Historique de la mesure
L’âge du droit de vote a été abaissé de 21 à 18 ans par la loi n° 74-631 du 5 juillet 1974. Il s’agissait alors d’un abaissement global de la majorité à 18 ans, avec ses conséquences au plan civil : capacité civile, émancipation, pénal, etc.
Cette mesure accorde le droit de vote à 2,4 millions d’électeurs supplémentaires, soit une augmentation de 7,8% du corps électoral qui comptait auparavant 30,6 millions d’électeurs.
Récemment, deux propositions de loi ont envisagé de fixer le droit de vote à 16 ans, mais n’ont pas été votées par le Parlement : celle de la députée non-inscrite (ex-LREM) Paula Forteza en 2020 et celle de la sénatrice socialiste Martine Filleul en 2021.
Benchmark
Parmi les pays de l’Union européenne, l’âge du droit de vote oscille entre 16 et 18 ans.
Les pays frontaliers de la France ont fixé le droit de vote à 18 ans : Espagne, Italie, Belgique, Pays-Bas et Portugal. Au Luxembourg, cet âge a été conservé après l’échec d’un référendum en 2015 : 81% des électeurs se sont opposés à son abaissement.
Dans certains pays, il est possible de voter à 16 ans aux élections locales mais à 18 ans pour les élections nationales : c’est le cas dans certains länder d’Allemagne depuis 1995, dans certains cantons suisses, en Ecosse et en Estonie.
Enfin, le vote est ouvert à 17 ans en Grèce et à 16 ans en Autriche et à Malte.
Hors d’Europe, le droit de vote est notamment ouvert à 16 ans au Brésil et en Argentine.

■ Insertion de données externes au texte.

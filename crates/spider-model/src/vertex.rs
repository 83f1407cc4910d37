// SPDX-License-Identifier: Apache-2.0
//! Vertices: user actors, runtime-inserted helpers, interfaces and subgraphs.

use crate::subtype::VertexSubtype;

/// A vertex inside a [`crate::Graph`], identified by its stable index.
#[derive(Debug, Clone)]
pub struct Vertex {
    index: usize,
    name: String,
    subtype: VertexSubtype,
    input_count: usize,
    output_count: usize,
    kernel: Option<usize>,
    allowed_pes: Vec<usize>,
    /// Index into the owning graph's `subgraphs` vector, set only for
    /// `VertexSubtype::Graph` vertices.
    subgraph: Option<usize>,
    /// Parameter indices this vertex consumes as concrete input values at
    /// firing time, in the order the runtime kernel expects them.
    input_params: Vec<usize>,
    /// Parameter indices this vertex consumes only to refine its own port
    /// rates (never passed to the kernel's input-parameter array).
    input_refinement_params: Vec<usize>,
    /// Parameter indices this vertex produces, in output-parameter-array
    /// order. Only meaningful for `CONFIG` vertices.
    output_params: Vec<usize>,
}

impl Vertex {
    pub(crate) fn new(
        index: usize,
        name: String,
        subtype: VertexSubtype,
        input_count: usize,
        output_count: usize,
    ) -> Self {
        Self {
            index,
            name,
            subtype,
            input_count,
            output_count,
            kernel: None,
            allowed_pes: Vec::new(),
            subgraph: None,
            input_params: Vec::new(),
            input_refinement_params: Vec::new(),
            output_params: Vec::new(),
        }
    }

    /// This vertex's stable index within its owner graph.
    pub fn index(&self) -> usize {
        self.index
    }

    /// This vertex's name.
    pub fn name(&self) -> &str {
        &self.name
    }

    /// This vertex's subtype.
    pub fn subtype(&self) -> VertexSubtype {
        self.subtype
    }

    /// Declared input port count.
    pub fn input_count(&self) -> usize {
        self.input_count
    }

    /// Declared output port count.
    pub fn output_count(&self) -> usize {
        self.output_count
    }

    /// The registered runtime-kernel id bound to this vertex, if any.
    pub fn kernel(&self) -> Option<usize> {
        self.kernel
    }

    /// The set of PE indices this vertex is allowed to be mapped onto.
    /// Empty means unconstrained until the mapper enforces §4.F's rule that
    /// an explicit empty set (as opposed to "never configured") is an error.
    pub fn allowed_pes(&self) -> &[usize] {
        &self.allowed_pes
    }

    /// The subgraph this vertex represents, for `VertexSubtype::Graph`.
    pub fn subgraph(&self) -> Option<usize> {
        self.subgraph
    }

    /// Parameter indices consumed as this vertex's kernel input-parameter
    /// array, in order.
    pub fn input_params(&self) -> &[usize] {
        &self.input_params
    }

    /// Parameter indices this vertex's own port rates depend on, without
    /// being passed to the kernel.
    pub fn input_refinement_params(&self) -> &[usize] {
        &self.input_refinement_params
    }

    /// Parameter indices this `CONFIG` vertex produces, in
    /// output-parameter-array order.
    pub fn output_params(&self) -> &[usize] {
        &self.output_params
    }

    pub(crate) fn push_input_param(&mut self, param: usize) {
        self.input_params.push(param);
    }

    pub(crate) fn push_input_refinement_param(&mut self, param: usize) {
        self.input_refinement_params.push(param);
    }

    pub(crate) fn push_output_param(&mut self, param: usize) {
        self.output_params.push(param);
    }

    pub(crate) fn bind_kernel(&mut self, kernel: usize) {
        self.kernel = Some(kernel);
    }

    pub(crate) fn set_allowed_pes(&mut self, pes: Vec<usize>) {
        self.allowed_pes = pes;
    }

    pub(crate) fn bind_subgraph(&mut self, subgraph_index: usize) {
        self.subgraph = Some(subgraph_index);
    }

    pub(crate) fn set_output_count(&mut self, count: usize) {
        self.output_count = count;
    }

    pub(crate) fn set_input_count(&mut self, count: usize) {
        self.input_count = count;
    }
}
// SPDX-License-Identifier: Apache-2.0
//! The four notification kinds exchanged between GRT and LRTs.

use crate::message::TaskMessage;

#[derive(Debug, Clone)]
pub enum Notification {
    /// GRT → LRT: run this task next.
    Dispatch(TaskMessage),
    /// LRT → GRT: a firing finished; its output FIFOs are signaled ready.
    Complete { task_id: usize, firing: usize, pe: usize },
    /// LRT → GRT: one output parameter a configuration-actor firing
    /// produced, sent immediately after that firing's `Complete`.
    Param { task_id: usize, param: usize, value: i64 },
    /// GRT → LRT: drain the current task, then stop.
    Terminate,
}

Au total, la majorité électorale est fixée à 18 ans plus de 200 États.
I/ La mesure donne le droit de vote à environ 1,6 million d’électeurs, soit une augmentation de 3,4% du corps électoral
Abaisser le droit de vote à 16 ans revient à donner ce droit à un peu plus d’1,5 million de Français métropolitains qui ont entre 16 et 18 ans :
Hommes | Femmes | Total | |
16 ans (14 ans en 2020) | 405 934 | 386 107 | 792 041 |
17 ans (15 ans en 2020) | 405 931 | 386 046 | 791 977 |
Total | 811 865 | 772 153 | 1 584 018 |
Source : Insee, estimations de population (résultats provisoires arrêtés fin 2019).
À ce chiffre, il faut ajouter entre 80 000 et 100 000 Français des Outre-mer âgés de 16 et 17 ans, pour un total compris entre 1,6 et 1,7 million de potentiels nouveaux électeurs.
Pour autant, malgré l’inscription d’office des jeunes majeurs recensés, l’Insee constate que 6 % des majeurs en âge de voter ne sont pas inscrits sur les listes électorales. Ce phénomène peut s’expliquer par des oublis, des radiations non suivies de réinscription en cas de déménagement, ou encore de perte provisoire des droits électoraux à l’occasion d’une condamnation pénale. En retenant la même proportion, on peut considérer que 94 % des Français âgé de 16 à 17 ans seront inscrits, soit un peu moins de 1,6 million de nouveaux électeurs (1).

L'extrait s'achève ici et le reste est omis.